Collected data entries

Segment Open

//! Speech driver backed by an external text-to-speech command.
//!
//! Runs one utterance at a time by spawning a TTS program (`espeak` on
//! Linux, `say` on macOS) and polling the child until it exits.
//! Availability is probed once at construction; a missing program makes
//! the driver report the capability absent rather than fail per call.

use crate::driver::{SpeakOutcome, SpeechDriver};
use std::process::{Child, Command, Stdio};
use std::sync::Mutex;
use std::sync::atomic::{AtomicBool, Ordering};
use std::time::Duration;

#[cfg(target_os = "macos")]
const DEFAULT_TTS_PROGRAM: &str = "say";
#[cfg(not(target_os = "macos"))]
const DEFAULT_TTS_PROGRAM: &str = "espeak";

/// `SpeechDriver` that shells out to a TTS program per utterance.
pub struct CommandSpeechDriver {
    program: String,
    available: bool,
    child: Mutex<Option<Child>>,
    cancelled: AtomicBool,
}

impl CommandSpeechDriver {
    /// Probe the platform default TTS program.
    pub fn new() -> Self {
        Self::with_program(DEFAULT_TTS_PROGRAM)
    }

    /// Probe a specific TTS program. The probe runs `--version` once; a
    /// program that cannot be launched leaves the driver unavailable.
    pub fn with_program(program: &str) -> Self {
        let available = Command::new(program)
            .arg("--version")
            .stdout(Stdio::null())
            .stderr(Stdio::null())
            .status()
            .is_ok();

        if !available {
            eprintln!(
                "Speech engine '{}' not found; announcements will be skipped",
                program
            );
        }

        CommandSpeechDriver {
            program: program.to_string(),
            available,
            child: Mutex::new(None),
            cancelled: AtomicBool::new(false),
        }
    }

    fn build_command(&self, text: &str, voice: Option<&str>) -> Command {
        let mut cmd = Command::new(&self.program);
        if let Some(voice) = voice {
            cmd.arg("-v").arg(voice);
        }
        cmd.arg(text);
        cmd.stdout(Stdio::null()).stderr(Stdio::null());
        cmd
    }
}

impl Default for CommandSpeechDriver {
    fn default() -> Self {
        Self::new()
    }
}

impl SpeechDriver for CommandSpeechDriver {
    fn is_available(&self) -> bool {
        self.available
    }

    fn speak(&self, text: &str, voice: Option<&str>) -> SpeakOutcome {
        if !self.available {
            return SpeakOutcome::Completed;
        }

        self.cancelled.store(false, Ordering::SeqCst);

        // Spawn and store under one lock so cancel_all cannot land between
        // the two and miss the child; a cancel that raced ahead of the
        // spawn is honored right after storing.
        {
            let mut slot = self.child.lock().unwrap();
            let child = match self.build_command(text, voice).spawn() {
                Ok(child) => child,
                Err(e) => {
                    eprintln!("Failed to launch speech engine: {}", e);
                    return SpeakOutcome::Error;
                }
            };
            *slot = Some(child);
            if self.cancelled.load(Ordering::SeqCst) {
                if let Some(mut child) = slot.take() {
                    let _ = child.kill();
                    let _ = child.wait();
                }
                return SpeakOutcome::Cancelled;
            }
        }

        // Poll the child so cancel_all can kill it from another thread.
        loop {
            std::thread::sleep(Duration::from_millis(50));

            let mut slot = self.child.lock().unwrap();
            let Some(child) = slot.as_mut() else {
                // cancel_all took and killed it
                return SpeakOutcome::Cancelled;
            };
            match child.try_wait() {
                Ok(Some(status)) => {
                    *slot = None;
                    if self.cancelled.load(Ordering::SeqCst) {
                        return SpeakOutcome::Cancelled;
                    }
                    return if status.success() {
                        SpeakOutcome::Completed
                    } else {
                        SpeakOutcome::Error
                    };
                }
                Ok(None) => {}
                Err(e) => {
                    eprintln!("Speech engine wait failed: {}", e);
                    *slot = None;
                    return SpeakOutcome::Error;
                }
            }
        }
    }

    fn cancel_all(&self) {
        self.cancelled.store(true, Ordering::SeqCst);
        let mut slot = self.child.lock().unwrap();
        if let Some(mut child) = slot.take() {
            let _ = child.kill();
            let _ = child.wait();
        }
    }
}
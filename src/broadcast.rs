use crate::segment::{Segment, SegmentKind};
use serde::{Deserialize, Serialize};

/// The ordered, optionally looping sequence of segments belonging to a
/// station. Positions are strictly increasing and unique; every mutation
/// renumbers them 0..n so ties cannot occur.
#[derive(Debug, Clone, Serialize, Deserialize)]
pub struct Broadcast {
    pub segments: Vec<Segment>,
    /// Restart from the first segment when playback reaches the end.
    #[serde(default = "default_true")]
    pub loop_enabled: bool,
    next_id: u32,
}

fn default_true() -> bool {
    true
}

impl Broadcast {
    pub fn new() -> Self {
        Broadcast {
            segments: Vec::new(),
            loop_enabled: true,
            next_id: 1,
        }
    }

    /// Append a segment. Returns the assigned ID.
    pub fn add_segment(&mut self, kind: SegmentKind) -> u32 {
        let id = self.next_id;
        self.next_id += 1;
        let position = self.segments.len() as u32;
        self.segments.push(Segment { id, position, kind });
        id
    }

    /// Remove a segment by ID. Returns the removed segment or an error.
    pub fn remove_segment(&mut self, id: u32) -> Result<Segment, String> {
        let pos = self
            .segments
            .iter()
            .position(|s| s.id == id)
            .ok_or_else(|| format!("Segment {} not found", id))?;
        let removed = self.segments.remove(pos);
        self.renumber();
        Ok(removed)
    }

    /// Move a segment from one list index to another (0-based).
    pub fn move_segment(&mut self, from: usize, to: usize) -> Result<(), String> {
        if from >= self.segments.len() || to >= self.segments.len() {
            return Err(format!(
                "Index out of range (broadcast has {} segments)",
                self.segments.len()
            ));
        }
        let segment = self.segments.remove(from);
        self.segments.insert(to, segment);
        self.renumber();
        Ok(())
    }

    /// Find a segment by ID.
    pub fn find_segment(&self, id: u32) -> Option<&Segment> {
        self.segments.iter().find(|s| s.id == id)
    }

    /// Segments in play order (ascending position).
    pub fn segments_in_order(&self) -> Vec<Segment> {
        let mut ordered = self.segments.clone();
        ordered.sort_by_key(|s| s.position);
        ordered
    }

    pub fn segment_count(&self) -> usize {
        self.segments.len()
    }

    pub fn is_empty(&self) -> bool {
        self.segments.is_empty()
    }

    /// Re-derive positions 0..n from current list order.
    fn renumber(&mut self) {
        for (i, segment) in self.segments.iter_mut().enumerate() {
            segment.position = i as u32;
        }
    }
}

impl Default for Broadcast {
    fn default() -> Self {
        Self::new()
    }
}
//! Capability driver interfaces the scheduler depends on.
//!
//! The engine talks to exactly two playback primitives: a time-seekable
//! music driver and a one-utterance-at-a-time speech driver. Both are
//! process-wide singletons shared as `Arc<dyn ...>`. Implementations must
//! tolerate being asked to operate before a source is loaded (no-op, not
//! an error), and an absent capability is reported, never thrown.

use std::time::Duration;

/// Time-seekable media engine playing one clip at a time.
///
/// Volumes use the 0-100 domain scale. All operations are no-ops until a
/// source is loaded.
pub trait MusicDriver: Send + Sync {
    /// Load the clip for `source_id` and start playing at `start_offset`.
    /// `end_offset` of None means play to the natural end. A source that
    /// cannot be resolved leaves the driver in the ended state.
    fn load_and_play(&self, source_id: &str, start_offset: Duration, end_offset: Option<Duration>);

    /// Set playback volume, clamped to 0-100.
    fn set_volume(&self, volume: f32);

    /// Current playback volume (0-100).
    fn volume(&self) -> f32;

    /// Elapsed clip time.
    fn current_time(&self) -> Duration;

    /// Total clip duration. Zero when unknown.
    fn duration(&self) -> Duration;

    /// True once the clip has played out or failed.
    fn is_ended(&self) -> bool;

    /// True while a clip is audibly playing.
    fn is_playing(&self) -> bool;

    /// Halt playback unconditionally.
    fn stop(&self);
}

/// Terminal result of one utterance. Errors are terminal for sequencing —
/// the broadcast advances past them the same as completion.
#[derive(Debug, Clone, Copy, PartialEq, Eq)]
pub enum SpeakOutcome {
    Completed,
    Error,
    Cancelled,
}

/// Text-to-speech engine speaking one utterance at a time.
pub trait SpeechDriver: Send + Sync {
    /// True when a backing speech engine exists. When false, `speak` is a
    /// no-op and segments relying on speech advance immediately.
    fn is_available(&self) -> bool;

    /// Speak `text` to completion, error, or cancellation. Blocks the
    /// calling thread; `cancel_all` from another thread unblocks it.
    fn speak(&self, text: &str, voice: Option<&str>) -> SpeakOutcome;

    /// Cancel any in-flight utterance unconditionally.
    fn cancel_all(&self);
}

/// Music driver with no backing engine. Reports nothing playing; every
/// operation is a no-op.
pub struct NullMusicDriver;

impl MusicDriver for NullMusicDriver {
    fn load_and_play(&self, _source_id: &str, _start: Duration, _end: Option<Duration>) {}
    fn set_volume(&self, _volume: f32) {}
    fn volume(&self) -> f32 {
        100.0
    }
    fn current_time(&self) -> Duration {
        Duration::ZERO
    }
    fn duration(&self) -> Duration {
        Duration::ZERO
    }
    fn is_ended(&self) -> bool {
        true
    }
    fn is_playing(&self) -> bool {
        false
    }
    fn stop(&self) {}
}

/// Speech driver with no backing engine: reports the capability absent.
pub struct NullSpeechDriver;

impl SpeechDriver for NullSpeechDriver {
    fn is_available(&self) -> bool {
        false
    }
    fn speak(&self, _text: &str, _voice: Option<&str>) -> SpeakOutcome {
        SpeakOutcome::Completed
    }
    fn cancel_all(&self) {}
}

#[cfg(test)]
mod tests {
    use super::*;

    #[test]
    fn null_music_reports_ended_and_not_playing() {
        let driver = NullMusicDriver;
        assert!(driver.is_ended());
        assert!(!driver.is_playing());
        assert_eq!(driver.duration(), Duration::ZERO);
        // Operating before load must not panic
        driver.set_volume(50.0);
        driver.stop();
        driver.load_and_play("abc", Duration::ZERO, None);
    }

    #[test]
    fn null_speech_is_absent_but_never_throws() {
        let driver = NullSpeechDriver;
        assert!(!driver.is_available());
        assert_eq!(driver.speak("hello", None), SpeakOutcome::Completed);
        driver.cancel_all();
    }

    #[test]
    fn drivers_are_object_safe() {
        use std::sync::Arc;
        let _music: Arc<dyn MusicDriver> = Arc::new(NullMusicDriver);
        let _speech: Arc<dyn SpeechDriver> = Arc::new(NullSpeechDriver);
    }
}
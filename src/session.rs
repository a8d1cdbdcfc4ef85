//! Playback session state shared between the session thread and callers.
//!
//! A `Session` is created by the scheduler on `start()` and deactivated on
//! `stop()` or natural end. The active flag is the single cooperative
//! cancellation token for the whole pipeline: every suspend point (fade
//! step, progress poll, timed hold, speech wait) re-checks it before
//! taking further action.

use std::sync::Arc;
use std::sync::atomic::{AtomicBool, AtomicUsize, Ordering};

/// Cloneable handle to one playback session's runtime state.
#[derive(Clone)]
pub struct Session {
    active: Arc<AtomicBool>,
    cursor: Arc<AtomicUsize>,
}

impl Session {
    pub fn new() -> Self {
        Session {
            active: Arc::new(AtomicBool::new(true)),
            cursor: Arc::new(AtomicUsize::new(0)),
        }
    }

    /// True while the session has not been stopped or ended.
    pub fn is_active(&self) -> bool {
        self.active.load(Ordering::SeqCst)
    }

    /// Flip the session inactive. Safe to call from any thread, any number
    /// of times.
    pub fn deactivate(&self) {
        self.active.store(false, Ordering::SeqCst);
    }

    /// Index of the segment currently executing.
    pub fn cursor(&self) -> usize {
        self.cursor.load(Ordering::SeqCst)
    }

    pub fn set_cursor(&self, index: usize) {
        self.cursor.store(index, Ordering::SeqCst);
    }

    /// Sleep in short slices, re-checking the active flag between slices.
    /// Returns false if the session went inactive before the wait elapsed.
    pub fn wait(&self, duration: std::time::Duration) -> bool {
        const SLICE: std::time::Duration = std::time::Duration::from_millis(50);
        let deadline = std::time::Instant::now() + duration;
        loop {
            if !self.is_active() {
                return false;
            }
            let now = std::time::Instant::now();
            if now >= deadline {
                // Re-check on completion: a stop issued during the final
                // slice must still win.
                return self.is_active();
            }
            std::thread::sleep(SLICE.min(deadline - now));
        }
    }
}

impl Default for Session {
    fn default() -> Self {
        Self::new()
    }
}
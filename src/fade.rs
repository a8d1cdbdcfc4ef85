//! Linear volume fades, cancellable at every step.

use crate::driver::MusicDriver;
use crate::session::Session;
use std::time::Duration;

/// Number of discrete steps a ramp is divided into.
const DEFAULT_STEPS: u32 = 20;

/// How a fade ramp terminated.
#[derive(Debug, Clone, Copy, PartialEq, Eq)]
pub enum FadeOutcome {
    /// The ramp ran to the end and the target value was applied.
    Completed,
    /// The session went inactive mid-ramp. The last applied volume is left
    /// as-is — no snap to the target.
    Cancelled,
}

/// Runs linear volume ramps against the music driver.
///
/// Ramps execute inline on the session thread, so at most one is in flight
/// at a time; cancellation rides the session's active flag.
pub struct FadeController {
    steps: u32,
}

impl FadeController {
    pub fn new() -> Self {
        FadeController {
            steps: DEFAULT_STEPS,
        }
    }

    /// Ramp the volume from `from` to `to` over `duration`, in `steps`
    /// evenly spaced increments. Applied values are clamped to [0, 100]
    /// and the final step snaps exactly to the target to avoid
    /// floating-point drift. A zero duration applies the target
    /// immediately with no intermediate steps.
    pub fn run(
        &self,
        music: &dyn MusicDriver,
        from: f32,
        to: f32,
        duration: Duration,
        session: &Session,
    ) -> FadeOutcome {
        if !session.is_active() {
            return FadeOutcome::Cancelled;
        }

        if duration.is_zero() {
            music.set_volume(to.clamp(0.0, 100.0));
            return FadeOutcome::Completed;
        }

        let delta = (to - from) / self.steps as f32;
        let step_duration = duration / self.steps;

        for step in 1..=self.steps {
            std::thread::sleep(step_duration);
            if !session.is_active() {
                return FadeOutcome::Cancelled;
            }
            let volume = if step == self.steps {
                to
            } else {
                from + delta * step as f32
            };
            music.set_volume(volume.clamp(0.0, 100.0));
        }

        FadeOutcome::Completed
    }
}

impl Default for FadeController {
    fn default() -> Self {
        Self::new()
    }
}
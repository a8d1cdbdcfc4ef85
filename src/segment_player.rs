//! Per-kind segment execution.
//!
//! A `SegmentPlayer` runs exactly one segment to its natural end or to
//! cancellation. Natural completion is reported as `Completed` and the
//! caller advances; `Cancelled` means the session was stopped mid-segment
//! and nothing further may be scheduled. Every path through this module
//! terminates in one of the two — a bad segment never stalls the broadcast.

use crate::driver::{MusicDriver, SpeakOutcome, SpeechDriver};
use crate::fade::{FadeController, FadeOutcome};
use crate::segment::{
    self, AnnouncementConfig, Segment, SegmentKind, TrackConfig, VolumeDipConfig,
};
use crate::session::Session;
use std::sync::Arc;
use std::time::Duration;

/// How one segment's execution terminated.
#[derive(Debug, Clone, Copy, PartialEq, Eq)]
pub enum SegmentOutcome {
    /// Natural end (or a degraded/error path treated as one). Advance.
    Completed,
    /// The session went inactive. Do not advance.
    Cancelled,
}

/// Timing knobs for segment execution. Defaults match live playback;
/// tests shrink them to keep suites fast.
#[derive(Debug, Clone, Copy)]
pub struct PlayerTiming {
    /// Interval between playback progress checks.
    pub poll_interval: Duration,
    /// Length of the fixed duck/dip volume transition.
    pub duck_transition: Duration,
}

impl Default for PlayerTiming {
    fn default() -> Self {
        PlayerTiming {
            poll_interval: Duration::from_millis(100),
            duck_transition: Duration::from_millis(500),
        }
    }
}

/// Executes one segment at a time against the shared drivers.
pub struct SegmentPlayer {
    music: Arc<dyn MusicDriver>,
    speech: Arc<dyn SpeechDriver>,
    fader: FadeController,
    timing: PlayerTiming,
}

impl SegmentPlayer {
    pub fn new(music: Arc<dyn MusicDriver>, speech: Arc<dyn SpeechDriver>) -> Self {
        Self::with_timing(music, speech, PlayerTiming::default())
    }

    pub fn with_timing(
        music: Arc<dyn MusicDriver>,
        speech: Arc<dyn SpeechDriver>,
        timing: PlayerTiming,
    ) -> Self {
        SegmentPlayer {
            music,
            speech,
            fader: FadeController::new(),
            timing,
        }
    }

    /// Run one segment to completion or cancellation.
    pub fn play(&self, segment: &Segment, session: &Session) -> SegmentOutcome {
        if !session.is_active() {
            return SegmentOutcome::Cancelled;
        }
        match &segment.kind {
            SegmentKind::Track(config) => self.play_track(config, session),
            SegmentKind::Announcement(config) => self.play_announcement(config, session),
            SegmentKind::VolumeDip(config) => self.play_volume_dip(config, session),
        }
    }

    // ── Track ────────────────────────────────────────────────────────────

    fn play_track(&self, config: &TrackConfig, session: &Session) -> SegmentOutcome {
        // Unresolvable source: skip the load entirely and advance rather
        // than stall the broadcast.
        let Some(source_id) = segment::extract_source_id(&config.source) else {
            return SegmentOutcome::Completed;
        };

        let start = Duration::from_secs_f32(config.start_offset.max(0.0));
        let end_offset = if config.end_offset > 0.0 {
            Some(Duration::from_secs_f32(config.end_offset))
        } else {
            None
        };
        self.music.load_and_play(&source_id, start, end_offset);

        if config.fade_in > 0.0 {
            self.music.set_volume(0.0);
            let fade_in = Duration::from_secs_f32(config.fade_in);
            if self.fade(0.0, 100.0, fade_in, session) == FadeOutcome::Cancelled {
                return SegmentOutcome::Cancelled;
            }
        } else {
            self.music.set_volume(100.0);
        }

        let fade_out = Duration::from_secs_f32(config.fade_out.max(0.0));

        loop {
            if !session.is_active() {
                return SegmentOutcome::Cancelled;
            }
            if self.music.is_ended() {
                return SegmentOutcome::Completed;
            }

            let current = self.music.current_time();
            // Effective end: the configured offset, else the driver-reported
            // duration once it is known.
            let end_at = end_offset.or_else(|| {
                let d = self.music.duration();
                if d.is_zero() { None } else { Some(d) }
            });

            if let Some(end_at) = end_at {
                if current >= end_at {
                    return SegmentOutcome::Completed;
                }
                if !fade_out.is_zero() && current + fade_out >= end_at {
                    // One fade-out per segment: the ramp blocks until done
                    // and the segment ends with it, so the trigger cannot
                    // re-fire on a later poll tick.
                    return match self.fade(100.0, 0.0, fade_out, session) {
                        FadeOutcome::Completed => SegmentOutcome::Completed,
                        FadeOutcome::Cancelled => SegmentOutcome::Cancelled,
                    };
                }
            }

            if !session.wait(self.timing.poll_interval) {
                return SegmentOutcome::Cancelled;
            }
        }
    }

    // ── Announcement ─────────────────────────────────────────────────────

    fn play_announcement(
        &self,
        config: &AnnouncementConfig,
        session: &Session,
    ) -> SegmentOutcome {
        // Missing speech capability is a defined degraded mode, not an
        // error: the broadcast moves on with no audible effect.
        if !self.speech.is_available() {
            return SegmentOutcome::Completed;
        }

        let restore = if config.duck_music && self.music.is_playing() {
            let captured = self.music.volume();
            let target = config.duck_volume.clamp(0.0, 100.0);
            if self.fade(captured, target, self.timing.duck_transition, session)
                == FadeOutcome::Cancelled
            {
                return SegmentOutcome::Cancelled;
            }
            Some((captured, target))
        } else {
            None
        };

        let outcome = self
            .speech
            .speak(&config.text, config.voice.as_deref());
        if outcome == SpeakOutcome::Cancelled || !session.is_active() {
            return SegmentOutcome::Cancelled;
        }
        // A speech-engine error is terminal for sequencing: treat as spoken.

        if let Some((captured, target)) = restore {
            if self.music.is_playing()
                && self.fade(target, captured, self.timing.duck_transition, session)
                    == FadeOutcome::Cancelled
            {
                return SegmentOutcome::Cancelled;
            }
        }

        SegmentOutcome::Completed
    }

    // ── Volume dip ───────────────────────────────────────────────────────

    fn play_volume_dip(&self, config: &VolumeDipConfig, session: &Session) -> SegmentOutcome {
        if !self.music.is_playing() {
            return SegmentOutcome::Completed;
        }

        let captured = self.music.volume();
        let target = config.volume.clamp(0.0, 100.0);

        if self.fade(captured, target, self.timing.duck_transition, session)
            == FadeOutcome::Cancelled
        {
            return SegmentOutcome::Cancelled;
        }

        let hold = Duration::from_secs_f32(config.duration.max(0.0));
        if !session.wait(hold) {
            return SegmentOutcome::Cancelled;
        }

        if self.fade(target, captured, self.timing.duck_transition, session)
            == FadeOutcome::Cancelled
        {
            return SegmentOutcome::Cancelled;
        }

        SegmentOutcome::Completed
    }

    fn fade(&self, from: f32, to: f32, duration: Duration, session: &Session) -> FadeOutcome {
        self.fader.run(self.music.as_ref(), from, to, duration, session)
    }
}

Segment Closed

Task goal
Each line from the beginning of the entries to the line with "use std::sync::Mutex;" must be repeated exactly, with both end lines kept and no other lines given.

Your response
//! Speech driver backed by an external text-to-speech command.
//!
//! Runs one utterance at a time by spawning a TTS program (`espeak` on
//! Linux, `say` on macOS) and polling the child until it exits.
//! Availability is probed once at construction; a missing program makes
//! the driver report the capability absent rather than fail per call.

use crate::driver::{SpeakOutcome, SpeechDriver};
use std::process::{Child, Command, Stdio};
use std::sync::Mutex;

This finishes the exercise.